Add chili powder and salt and stir to coat veggies. Warm the chili powder by cooking for another minute and then pour mixture into the stockpot with the peas.
Allow peas to cook for 1 1/2 hours, adding more water as necessary to keep the peas covered.
Once peas are tender, add red wine, tomatoes, reserved turkey meat, and herbs. Allow soup to continue cooking on low to meld flavors while you make the cornbread.
This cornbread recipe is adapted from the one cookbook my mother used all through my childhood. Better Homes and Gardens moved over 3000 miles and 50+ years with her. If you use the finely ground cornmeal, the cornbread will have a cake like consistency, perfect with butter and honey. If you choose the medium grind it will be more crumbly and will fall and float nicely into little boats when eaten over your soup.

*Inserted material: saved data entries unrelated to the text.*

//! Slide sequencing over the three-panel strip (previous / current / next).
//!
//! A move is split in two: `begin` reserves the transition and tells the
//! caller where to animate the strip; `finish` commits the new index once
//! the animation has completed. Only one transition may be in flight, and
//! each carries an id so a late `finish` can only commit its own move.

use std::future::Future;
use std::pin::pin;
use futures::future::{select, Either};
use crate::config::{STRIP_NEXT_PCT, STRIP_PREVIOUS_PCT};
use crate::gallery::Gallery;

#[derive(Clone, Copy, Debug, PartialEq, Eq)]
pub enum Direction {
    Previous,
    Next,
}

impl Direction {
    /// Strip offset (percent) that brings the target panel into view.
    pub fn strip_target_pct(self) -> f64 {
        match self {
            Direction::Previous => STRIP_PREVIOUS_PCT,
            Direction::Next => STRIP_NEXT_PCT,
        }
    }
}

/// A materialised panel.
#[derive(Clone, Debug, PartialEq)]
pub struct Slide {
    pub index: usize,
    pub src: String,
    pub width: u32,
    pub height: u32,
}

/// The only slides that exist at any time; everything else is torn down.
#[derive(Clone, Debug, Default, PartialEq)]
pub struct PanelWindow {
    pub previous: Option<Slide>,
    pub current: Option<Slide>,
    pub next: Option<Slide>,
}

impl PanelWindow {
    pub fn around(gallery: &Gallery, index: usize) -> Self {
        let slide = |i: usize| {
            gallery.get(i).map(|img| Slide {
                index: i,
                src: img.source_path.clone(),
                width: img.width,
                height: img.height,
            })
        };
        Self {
            previous: index.checked_sub(1).and_then(slide),
            current: slide(index),
            next: index.checked_add(1).and_then(slide),
        }
    }
}

#[derive(Clone, Copy, Debug, Default, PartialEq, Eq)]
pub struct ArrowVisibility {
    pub previous: bool,
    pub next: bool,
}

impl ArrowVisibility {
    pub const HIDDEN: Self = Self { previous: false, next: false };
}

#[derive(Clone, Copy, Debug, PartialEq, Eq)]
pub struct Transition {
    pub id: u64,
    pub direction: Direction,
    pub from: usize,
    pub to: usize,
}

#[derive(Clone, Debug)]
pub struct SlideSequencer {
    len: usize,
    current: usize,
    in_flight: Option<Transition>,
    next_id: u64,
}

impl SlideSequencer {
    pub fn new(len: usize) -> Self {
        Self { len, current: 0, in_flight: None, next_id: 0 }
    }

    pub fn current(&self) -> usize {
        self.current
    }

    pub fn len(&self) -> usize {
        self.len
    }

    pub fn is_empty(&self) -> bool {
        self.len == 0
    }

    pub fn in_flight(&self) -> Option<Transition> {
        self.in_flight
    }

    /// Reposition without animation (viewer opening). Rejected while a
    /// transition is in flight or when out of range.
    pub fn jump_to(&mut self, index: usize) -> bool {
        if index >= self.len || self.in_flight.is_some() {
            return false;
        }
        self.current = index;
        true
    }

    pub fn has_neighbour(&self, direction: Direction) -> bool {
        match direction {
            Direction::Previous => self.current > 0,
            Direction::Next => self.current + 1 < self.len,
        }
    }

    /// Reserve a transition. `None` at a boundary, while zoomed, or while
    /// another transition is still running; nothing is queued.
    pub fn begin(&mut self, direction: Direction, zoomed: bool) -> Option<Transition> {
        if zoomed || self.in_flight.is_some() || !self.has_neighbour(direction) {
            return None;
        }
        let to = match direction {
            Direction::Previous => self.current - 1,
            Direction::Next => self.current + 1,
        };
        self.next_id += 1;
        let transition = Transition { id: self.next_id, direction, from: self.current, to };
        self.in_flight = Some(transition);
        Some(transition)
    }

    /// Commit the in-flight transition if it is the one `id` names. A
    /// stale id (abandoned move, or a newer one already running) is ignored.
    pub fn finish(&mut self, id: u64) -> Option<Transition> {
        if self.in_flight?.id != id {
            return None;
        }
        let transition = self.in_flight.take()?;
        self.current = transition.to;
        Some(transition)
    }

    /// Forget the in-flight transition without moving.
    pub fn abandon(&mut self) -> Option<Transition> {
        self.in_flight.take()
    }

    pub fn arrows(&self, zoomed: bool) -> ArrowVisibility {
        if zoomed {
            return ArrowVisibility::HIDDEN;
        }
        ArrowVisibility {
            previous: self.has_neighbour(Direction::Previous),
            next: self.has_neighbour(Direction::Next),
        }
    }

    pub fn counter_text(&self) -> String {
        format!("{} / {}", self.current + 1, self.len)
    }

    pub fn window(&self, gallery: &Gallery) -> PanelWindow {
        PanelWindow::around(gallery, self.current)
    }
}

#[derive(Clone, Copy, Debug, PartialEq, Eq)]
pub enum TransitionEnd {
    Signaled,
    TimedOut,
}

/// Resolve on whichever comes first: the animation's completion signal or
/// the fallback timeout. A detached element never signals; the timeout
/// keeps the sequencer moving.
pub async fn wait_for_transition<S, T>(signal: S, timeout: T) -> TransitionEnd
where
    S: Future<Output = ()>,
    T: Future<Output = ()>,
{
    let signal = pin!(signal);
    let timeout = pin!(timeout);
    match select(signal, timeout).await {
        Either::Left(_) => TransitionEnd::Signaled,
        Either::Right(_) => {
            log::debug!("Strip transition did not signal completion; continuing after timeout");
            TransitionEnd::TimedOut
        }
    }
}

- 2 cups whole wheat pastry flour
- 2 cups medium or fine ground cornmeal
- 1/4 cup sugar or coconut sugar
- 2 Tbls. baking powder
- 2 tsp. salt
- 2 eggs lightly beaten
- 2 cups milk
- 2/3 cup applesauce (unsweetened)
- 1/2 can corn (optional)
Whisk all dry ingredients together in one large bowl. Use one small bowl for all the wet ingredients except for the corn. Whisk them together. Pour the wet ingredients into the dry bowl and combine until everything is moistened. *Add the corn and stir gently if using. Pour into a buttered 9″ x 13″ pan. Bake for 20-25 minutes.